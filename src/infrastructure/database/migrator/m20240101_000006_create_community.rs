//! Migration to create forum, instructor Q&A, reviews, share links,
//! calendar events and whiteboards

use sea_orm_migration::prelude::*;

use super::{create_index, create_table, drop_table};
use crate::infrastructure::database::entities::{
    calendar_event, forum_post, forum_reply, instructor_answer, instructor_question, review,
    share_link, whiteboard, whiteboard_action,
};

#[derive(DeriveMigrationName)]
pub struct Migration;

#[async_trait::async_trait]
impl MigrationTrait for Migration {
    async fn up(&self, manager: &SchemaManager) -> Result<(), DbErr> {
        create_table(manager, forum_post::Entity).await?;
        create_table(manager, forum_reply::Entity).await?;
        create_table(manager, instructor_question::Entity).await?;
        create_table(manager, instructor_answer::Entity).await?;
        create_table(manager, review::Entity).await?;
        create_table(manager, share_link::Entity).await?;
        create_table(manager, calendar_event::Entity).await?;
        create_table(manager, whiteboard::Entity).await?;
        create_table(manager, whiteboard_action::Entity).await?;

        create_index(
            manager,
            "idx_forum_posts_course",
            forum_post::Entity,
            &[forum_post::Column::CourseId],
            false,
        )
        .await?;
        create_index(
            manager,
            "idx_reviews_course_student",
            review::Entity,
            &[review::Column::CourseId, review::Column::StudentId],
            true,
        )
        .await?;
        create_index(
            manager,
            "idx_calendar_events_start",
            calendar_event::Entity,
            &[calendar_event::Column::StartsAt],
            false,
        )
        .await?;
        create_index(
            manager,
            "idx_whiteboard_actions_seq",
            whiteboard_action::Entity,
            &[whiteboard_action::Column::WhiteboardId, whiteboard_action::Column::Seq],
            true,
        )
        .await
    }

    async fn down(&self, manager: &SchemaManager) -> Result<(), DbErr> {
        drop_table(manager, whiteboard_action::Entity).await?;
        drop_table(manager, whiteboard::Entity).await?;
        drop_table(manager, calendar_event::Entity).await?;
        drop_table(manager, share_link::Entity).await?;
        drop_table(manager, review::Entity).await?;
        drop_table(manager, instructor_answer::Entity).await?;
        drop_table(manager, instructor_question::Entity).await?;
        drop_table(manager, forum_reply::Entity).await?;
        drop_table(manager, forum_post::Entity).await
    }
}
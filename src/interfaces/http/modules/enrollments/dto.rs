use serde::Deserialize;
use utoipa::ToSchema;
use validator::Validate;

#[derive(Debug, Deserialize, ToSchema, Validate)]
pub struct UpdateProgressRequest {
    #[validate(range(min = 0, max = 100))]
    pub progress_percent: i32,
}
//! Quizzes, questions and graded attempts

use std::collections::HashMap;

use chrono::Utc;
use sea_orm::{
    ActiveModelTrait, ColumnTrait, DatabaseConnection, EntityTrait, PaginatorTrait, QueryFilter,
    QueryOrder, Set,
};
use serde::{Deserialize, Serialize};
use tracing::info;

use super::{ensure_enrolled, load_course, load_lesson, load_owned_course, new_id, required};
use crate::domain::quiz::{grade, time_limit_exceeded, validate_settings, GradeOutcome, QuestionKey, QuestionKind};
use crate::domain::Actor;
use crate::infrastructure::database::entities::{quiz, quiz_attempt, quiz_question};
use crate::shared::errors::{DomainError, DomainResult};

#[derive(Debug, Clone, Deserialize)]
pub struct NewQuiz {
    pub lesson_id: Option<String>,
    pub title: String,
    pub description: Option<String>,
    pub passing_score: i32,
    pub max_attempts: Option<i32>,
    pub time_limit_minutes: Option<i32>,
}

#[derive(Debug, Clone, Deserialize)]
pub struct NewQuestion {
    pub prompt: String,
    pub kind: QuestionKind,
    pub options: Vec<String>,
    pub correct: Vec<u32>,
    pub points: i32,
}

/// Question as shown to a participant; `correct` is only filled for the course owner.
#[derive(Debug, Clone, Serialize)]
pub struct QuestionView {
    pub id: String,
    pub prompt: String,
    pub kind: QuestionKind,
    pub options: Vec<String>,
    #[serde(skip_serializing_if = "Option::is_none")]
    pub correct: Option<Vec<u32>>,
    pub points: i32,
    pub position: i32,
}

#[derive(Debug, Clone, Serialize)]
pub struct QuizView {
    #[serde(flatten)]
    pub quiz: quiz::Model,
    pub questions: Vec<QuestionView>,
}

#[derive(Debug, Clone, Serialize)]
pub struct AttemptResult {
    pub attempt: quiz_attempt::Model,
    pub outcome: GradeOutcome,
    pub timed_out: bool,
}

pub struct QuizService {
    db: DatabaseConnection,
}

impl QuizService {
    pub fn new(db: DatabaseConnection) -> Self {
        Self { db }
    }

    pub async fn create_quiz(&self, actor: &Actor, course_id: &str, input: NewQuiz) -> DomainResult<quiz::Model> {
        load_owned_course(&self.db, actor, course_id).await?;
        validate_settings(input.passing_score, input.max_attempts)?;
        if matches!(input.time_limit_minutes, Some(m) if m < 1) {
            return Err(DomainError::validation("Time limit must be at least one minute"));
        }
        if let Some(lesson_id) = &input.lesson_id {
            let lesson = load_lesson(&self.db, lesson_id).await?;
            if lesson.course_id != course_id {
                return Err(DomainError::validation("Lesson belongs to another course"));
            }
        }
        let created = quiz::ActiveModel {
            id: Set(new_id()),
            course_id: Set(course_id.to_string()),
            lesson_id: Set(input.lesson_id),
            title: Set(required("title", &input.title)?),
            description: Set(input.description),
            passing_score: Set(input.passing_score),
            max_attempts: Set(input.max_attempts),
            time_limit_minutes: Set(input.time_limit_minutes),
            created_by: Set(actor.user_id.clone()),
            created_at: Set(Utc::now()),
        }
        .insert(&self.db)
        .await?;
        info!(quiz_id = %created.id, course_id, "Quiz created");
        Ok(created)
    }

    pub async fn add_question(&self, actor: &Actor, quiz_id: &str, input: NewQuestion) -> DomainResult<quiz_question::Model> {
        let quiz_model = self.load_quiz(quiz_id).await?;
        load_owned_course(&self.db, actor, &quiz_model.course_id).await?;
        let prompt = required("prompt", &input.prompt)?;
        let key = QuestionKey {
            id: String::new(),
            kind: input.kind,
            options: input.options,
            correct: input.correct,
            points: input.points,
        };
        key.validate()?;

        let position = quiz_question::Entity::find()
            .filter(quiz_question::Column::QuizId.eq(quiz_id))
            .count(&self.db)
            .await? as i32
            + 1;
        Ok(quiz_question::ActiveModel {
            id: Set(new_id()),
            quiz_id: Set(quiz_id.to_string()),
            prompt: Set(prompt),
            kind: Set(key.kind),
            options: Set(serde_json::json!(key.options)),
            correct: Set(serde_json::json!(key.correct)),
            points: Set(key.points),
            position: Set(position),
        }
        .insert(&self.db)
        .await?)
    }

    /// Answers are only revealed to the course owner.
    pub async fn get(&self, actor: &Actor, quiz_id: &str) -> DomainResult<QuizView> {
        let quiz_model = self.load_quiz(quiz_id).await?;
        let course = load_course(&self.db, &quiz_model.course_id).await?;
        let reveal = actor.owns(&course.teacher_id);
        if !reveal {
            ensure_enrolled(&self.db, &actor.user_id, &course.id).await?;
        }
        let questions = self
            .questions(quiz_id)
            .await?
            .into_iter()
            .map(|q| {
                let key = question_key(&q)?;
                Ok(QuestionView {
                    id: q.id,
                    prompt: q.prompt,
                    kind: q.kind,
                    options: key.options,
                    correct: reveal.then_some(key.correct),
                    points: q.points,
                    position: q.position,
                })
            })
            .collect::<DomainResult<Vec<_>>>()?;
        Ok(QuizView {
            quiz: quiz_model,
            questions,
        })
    }

    pub async fn list_for_course(&self, course_id: &str) -> DomainResult<Vec<quiz::Model>> {
        Ok(quiz::Entity::find()
            .filter(quiz::Column::CourseId.eq(course_id))
            .order_by_asc(quiz::Column::CreatedAt)
            .all(&self.db)
            .await?)
    }

    pub async fn start_attempt(&self, actor: &Actor, quiz_id: &str) -> DomainResult<quiz_attempt::Model> {
        let quiz_model = self.load_quiz(quiz_id).await?;
        ensure_enrolled(&self.db, &actor.user_id, &quiz_model.course_id).await?;
        if let Some(max) = quiz_model.max_attempts {
            let used = quiz_attempt::Entity::find()
                .filter(quiz_attempt::Column::QuizId.eq(quiz_id))
                .filter(quiz_attempt::Column::StudentId.eq(&actor.user_id))
                .count(&self.db)
                .await?;
            if used >= max as u64 {
                return Err(DomainError::validation("Maximum number of attempts reached"));
            }
        }
        let attempt = quiz_attempt::ActiveModel {
            id: Set(new_id()),
            quiz_id: Set(quiz_id.to_string()),
            student_id: Set(actor.user_id.clone()),
            answers: Set(None),
            score_percent: Set(None),
            points: Set(0),
            passed: Set(false),
            started_at: Set(Utc::now()),
            submitted_at: Set(None),
        }
        .insert(&self.db)
        .await?;
        info!(attempt_id = %attempt.id, quiz_id, student_id = %actor.user_id, "Quiz attempt started");
        Ok(attempt)
    }

    /// Grade an open attempt. Past the time limit the attempt is recorded as a failed zero.
    pub async fn submit_attempt(
        &self,
        actor: &Actor,
        attempt_id: &str,
        answers: HashMap<String, Vec<u32>>,
    ) -> DomainResult<AttemptResult> {
        let attempt = quiz_attempt::Entity::find_by_id(attempt_id.to_string())
            .one(&self.db)
            .await?
            .ok_or_else(|| DomainError::not_found("Quiz attempt", attempt_id))?;
        if attempt.student_id != actor.user_id {
            return Err(DomainError::forbidden("You do not own this attempt"));
        }
        if attempt.submitted_at.is_some() {
            return Err(DomainError::Conflict("Attempt already submitted".into()));
        }
        let quiz_model = self.load_quiz(&attempt.quiz_id).await?;
        let keys = self
            .questions(&quiz_model.id)
            .await?
            .iter()
            .map(question_key)
            .collect::<DomainResult<Vec<_>>>()?;

        let now = Utc::now();
        let timed_out = time_limit_exceeded(attempt.started_at, now, quiz_model.time_limit_minutes);
        let mut outcome = grade(&keys, &answers, quiz_model.passing_score);
        if timed_out {
            outcome = GradeOutcome {
                points: 0,
                score_percent: 0,
                passed: false,
                ..outcome
            };
        }

        let mut active: quiz_attempt::ActiveModel = attempt.into();
        active.answers = Set(Some(serde_json::json!(answers)));
        active.score_percent = Set(Some(outcome.score_percent));
        active.points = Set(outcome.points);
        active.passed = Set(outcome.passed);
        active.submitted_at = Set(Some(now));
        let attempt = active.update(&self.db).await?;
        info!(
            attempt_id,
            score = outcome.score_percent,
            passed = outcome.passed,
            timed_out,
            "Quiz attempt graded"
        );
        Ok(AttemptResult {
            attempt,
            outcome,
            timed_out,
        })
    }

    /// Course owners see every attempt, students only their own.
    pub async fn list_attempts(&self, actor: &Actor, quiz_id: &str) -> DomainResult<Vec<quiz_attempt::Model>> {
        let quiz_model = self.load_quiz(quiz_id).await?;
        let course = load_course(&self.db, &quiz_model.course_id).await?;
        let mut query = quiz_attempt::Entity::find().filter(quiz_attempt::Column::QuizId.eq(quiz_id));
        if !actor.owns(&course.teacher_id) {
            query = query.filter(quiz_attempt::Column::StudentId.eq(&actor.user_id));
        }
        Ok(query
            .order_by_desc(quiz_attempt::Column::StartedAt)
            .all(&self.db)
            .await?)
    }

    pub async fn best_score(&self, student_id: &str, quiz_id: &str) -> DomainResult<Option<i32>> {
        let best = quiz_attempt::Entity::find()
            .filter(quiz_attempt::Column::QuizId.eq(quiz_id))
            .filter(quiz_attempt::Column::StudentId.eq(student_id))
            .filter(quiz_attempt::Column::ScorePercent.is_not_null())
            .order_by_desc(quiz_attempt::Column::ScorePercent)
            .one(&self.db)
            .await?;
        Ok(best.and_then(|a| a.score_percent))
    }

    async fn load_quiz(&self, quiz_id: &str) -> DomainResult<quiz::Model> {
        quiz::Entity::find_by_id(quiz_id.to_string())
            .one(&self.db)
            .await?
            .ok_or_else(|| DomainError::not_found("Quiz", quiz_id))
    }

    async fn questions(&self, quiz_id: &str) -> DomainResult<Vec<quiz_question::Model>> {
        Ok(quiz_question::Entity::find()
            .filter(quiz_question::Column::QuizId.eq(quiz_id))
            .order_by_asc(quiz_question::Column::Position)
            .all(&self.db)
            .await?)
    }
}

fn question_key(q: &quiz_question::Model) -> DomainResult<QuestionKey> {
    let corrupt = |e: serde_json::Error| DomainError::Database(format!("question {}: {}", q.id, e));
    Ok(QuestionKey {
        id: q.id.clone(),
        kind: q.kind,
        options: serde_json::from_value(q.options.clone()).map_err(corrupt)?,
        correct: serde_json::from_value(q.correct.clone()).map_err(corrupt)?,
        points: q.points,
    })
}

#[cfg(test)]
mod tests {
    use super::*;

    #[test]
    fn question_key_reads_json_columns() {
        let model = quiz_question::Model {
            id: "q1".into(),
            quiz_id: "quiz".into(),
            prompt: "2 + 2?".into(),
            kind: QuestionKind::Single,
            options: serde_json::json!(["3", "4"]),
            correct: serde_json::json!([1]),
            points: 2,
            position: 1,
        };
        let key = question_key(&model).unwrap();
        assert_eq!(key.options, vec!["3", "4"]);
        assert!(key.is_correct(&[1]));
    }

    #[test]
    fn malformed_options_surface_as_error() {
        let model = quiz_question::Model {
            id: "q1".into(),
            quiz_id: "quiz".into(),
            prompt: "?".into(),
            kind: QuestionKind::Single,
            options: serde_json::json!({"a": 1}),
            correct: serde_json::json!([0]),
            points: 1,
            position: 1,
        };
        assert!(question_key(&model).is_err());
    }
}
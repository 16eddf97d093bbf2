//! Enrollment, prerequisites, coupons and certificates against a real schema.

mod common;

use campus::application::services::coupons::NewCoupon;
use campus::domain::coupon::DiscountType;
use campus::domain::enrollment::EnrollmentStatus;
use campus::domain::monetization::MonetizationType;
use campus::domain::payment::{PaymentStatus, PurchaseTarget};
use campus::domain::UserRole;
use campus::shared::errors::DomainError;

use common::{create_test_services, create_user, draft_course, new_course, published_course};

#[tokio::test]
async fn second_enrollment_is_a_conflict() {
    let app = create_test_services().await;
    let teacher = create_user(&app, "teacher", UserRole::Teacher).await;
    let student = create_user(&app, "student", UserRole::Student).await;
    let course = published_course(&app, &teacher, "Rust Basics", Some("programming")).await;

    let first = app.enrollment.enroll(&student, &course.id).await.unwrap();
    assert_eq!(first.status, EnrollmentStatus::Active);

    let again = app.enrollment.enroll(&student, &course.id).await;
    assert!(matches!(again, Err(DomainError::Conflict(_))));
    assert_eq!(app.enrollment.list_for_student(&student.user_id).await.unwrap().len(), 1);
}

#[tokio::test]
async fn cancelled_enrollment_is_reactivated_in_place() {
    let app = create_test_services().await;
    let teacher = create_user(&app, "teacher", UserRole::Teacher).await;
    let student = create_user(&app, "student", UserRole::Student).await;
    let course = published_course(&app, &teacher, "Rust Basics", None).await;

    let first = app.enrollment.enroll(&student, &course.id).await.unwrap();
    let cancelled = app.enrollment.cancel(&student, &first.id).await.unwrap();
    assert_eq!(cancelled.status, EnrollmentStatus::Cancelled);

    let again = app.enrollment.enroll(&student, &course.id).await.unwrap();
    assert_eq!(again.id, first.id);
    assert_eq!(again.status, EnrollmentStatus::Active);
}

#[tokio::test]
async fn draft_course_rejects_enrollment() {
    let app = create_test_services().await;
    let teacher = create_user(&app, "teacher", UserRole::Teacher).await;
    let student = create_user(&app, "student", UserRole::Student).await;
    let (draft, _) = draft_course(&app, &teacher, new_course("Unreleased", None)).await;

    let res = app.enrollment.enroll(&student, &draft.id).await;
    assert!(matches!(res, Err(DomainError::Validation(_))));
}

#[tokio::test]
async fn full_course_rejects_further_students() {
    let app = create_test_services().await;
    let teacher = create_user(&app, "teacher", UserRole::Teacher).await;
    let first = create_user(&app, "first", UserRole::Student).await;
    let second = create_user(&app, "second", UserRole::Student).await;

    let mut input = new_course("Seminar", None);
    input.capacity = Some(1);
    let (course, _) = draft_course(&app, &teacher, input).await;
    app.courses.publish(&teacher, &course.id).await.unwrap();

    app.enrollment.enroll(&first, &course.id).await.unwrap();
    let res = app.enrollment.enroll(&second, &course.id).await;
    assert!(matches!(res, Err(DomainError::Conflict(_))));
}

#[tokio::test]
async fn prerequisite_cycles_are_refused() {
    let app = create_test_services().await;
    let teacher = create_user(&app, "teacher", UserRole::Teacher).await;
    let a = published_course(&app, &teacher, "A", None).await;
    let b = published_course(&app, &teacher, "B", None).await;
    let c = published_course(&app, &teacher, "C", None).await;

    app.prerequisites.add(&teacher, &b.id, &a.id).await.unwrap();
    app.prerequisites.add(&teacher, &c.id, &b.id).await.unwrap();

    let cycle = app.prerequisites.add(&teacher, &a.id, &c.id).await;
    assert!(matches!(cycle, Err(DomainError::Validation(_))));
    let self_loop = app.prerequisites.add(&teacher, &a.id, &a.id).await;
    assert!(matches!(self_loop, Err(DomainError::Validation(_))));
    let duplicate = app.prerequisites.add(&teacher, &b.id, &a.id).await;
    assert!(matches!(duplicate, Err(DomainError::Conflict(_))));
}

#[tokio::test]
async fn prerequisites_gate_enrollment_until_completed() {
    let app = create_test_services().await;
    let teacher = create_user(&app, "teacher", UserRole::Teacher).await;
    let student = create_user(&app, "student", UserRole::Student).await;
    let intro = published_course(&app, &teacher, "Intro", None).await;
    let advanced = published_course(&app, &teacher, "Advanced", None).await;
    app.prerequisites.add(&teacher, &advanced.id, &intro.id).await.unwrap();

    let blocked = app.enrollment.enroll(&student, &advanced.id).await;
    assert!(matches!(blocked, Err(DomainError::Forbidden(_))));

    let intro_enrollment = app.enrollment.enroll(&student, &intro.id).await.unwrap();
    let done = app.enrollment.update_progress(&student, &intro_enrollment.id, 100).await.unwrap();
    assert_eq!(done.status, EnrollmentStatus::Completed);

    app.enrollment.enroll(&student, &advanced.id).await.unwrap();
}

#[tokio::test]
async fn certificate_requires_completion_and_is_issued_once() {
    let app = create_test_services().await;
    let teacher = create_user(&app, "teacher", UserRole::Teacher).await;
    let student = create_user(&app, "student", UserRole::Student).await;
    let course = published_course(&app, &teacher, "Rust Basics", None).await;
    let enrollment = app.enrollment.enroll(&student, &course.id).await.unwrap();

    let early = app.certificates.issue(&student, &course.id).await;
    assert!(matches!(early, Err(DomainError::Validation(_))));

    app.enrollment.complete(&student, &enrollment.id).await.unwrap();
    let first = app.certificates.issue(&student, &course.id).await.unwrap();
    assert!(!first.already_issued);

    let second = app.certificates.issue(&student, &course.id).await.unwrap();
    assert!(second.already_issued);
    assert_eq!(second.certificate.id, first.certificate.id);
    assert_eq!(second.certificate.verification_code, first.certificate.verification_code);

    let verified = app
        .certificates
        .verify(&first.certificate.verification_code.to_lowercase())
        .await
        .unwrap();
    assert_eq!(verified.course_title, "Rust Basics");
    assert_eq!(verified.student_name, "student");
}

#[tokio::test]
async fn coupon_usage_cap_holds_across_pending_payments() {
    let app = create_test_services().await;
    let teacher = create_user(&app, "teacher", UserRole::Teacher).await;
    let alice = create_user(&app, "alice", UserRole::Student).await;
    let bob = create_user(&app, "bob", UserRole::Student).await;

    let mut input = new_course("Premium Rust", None);
    input.price_cents = 10_000;
    input.monetization_type = MonetizationType::Premium;
    let (course, _) = draft_course(&app, &teacher, input).await;
    app.courses.publish(&teacher, &course.id).await.unwrap();

    app.coupons
        .create(
            &teacher,
            NewCoupon {
                code: "launch25".to_string(),
                discount_type: DiscountType::Percent,
                value: 25,
                max_uses: Some(1),
                min_purchase_cents: 0,
                course_id: Some(course.id.clone()),
                valid_from: None,
                expires_at: None,
            },
        )
        .await
        .unwrap();

    // Both quotes succeed while the coupon is unused.
    let target = PurchaseTarget::Course(course.id.clone());
    let alice_payment = app.payments.create(&alice, target.clone(), Some("LAUNCH25")).await.unwrap();
    let bob_payment = app.payments.create(&bob, target, Some("LAUNCH25")).await.unwrap();
    assert_eq!(alice_payment.final_cents, 7_500);
    assert_eq!(bob_payment.final_cents, 7_500);

    let completed = app.payments.complete(&alice, &alice_payment.id, None).await.unwrap();
    assert_eq!(completed.status, PaymentStatus::Completed);

    let over_cap = app.payments.complete(&bob, &bob_payment.id, None).await;
    assert!(matches!(over_cap, Err(DomainError::Validation(_))));

    let quote = app.coupons.validate("launch25", Some(&course.id), 10_000).await;
    assert!(quote.is_err());
}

Instructions to follow:
The string "impl" may appear in lines of the entries above. Say how many such lines there are, as a number only.

Problem solution:
2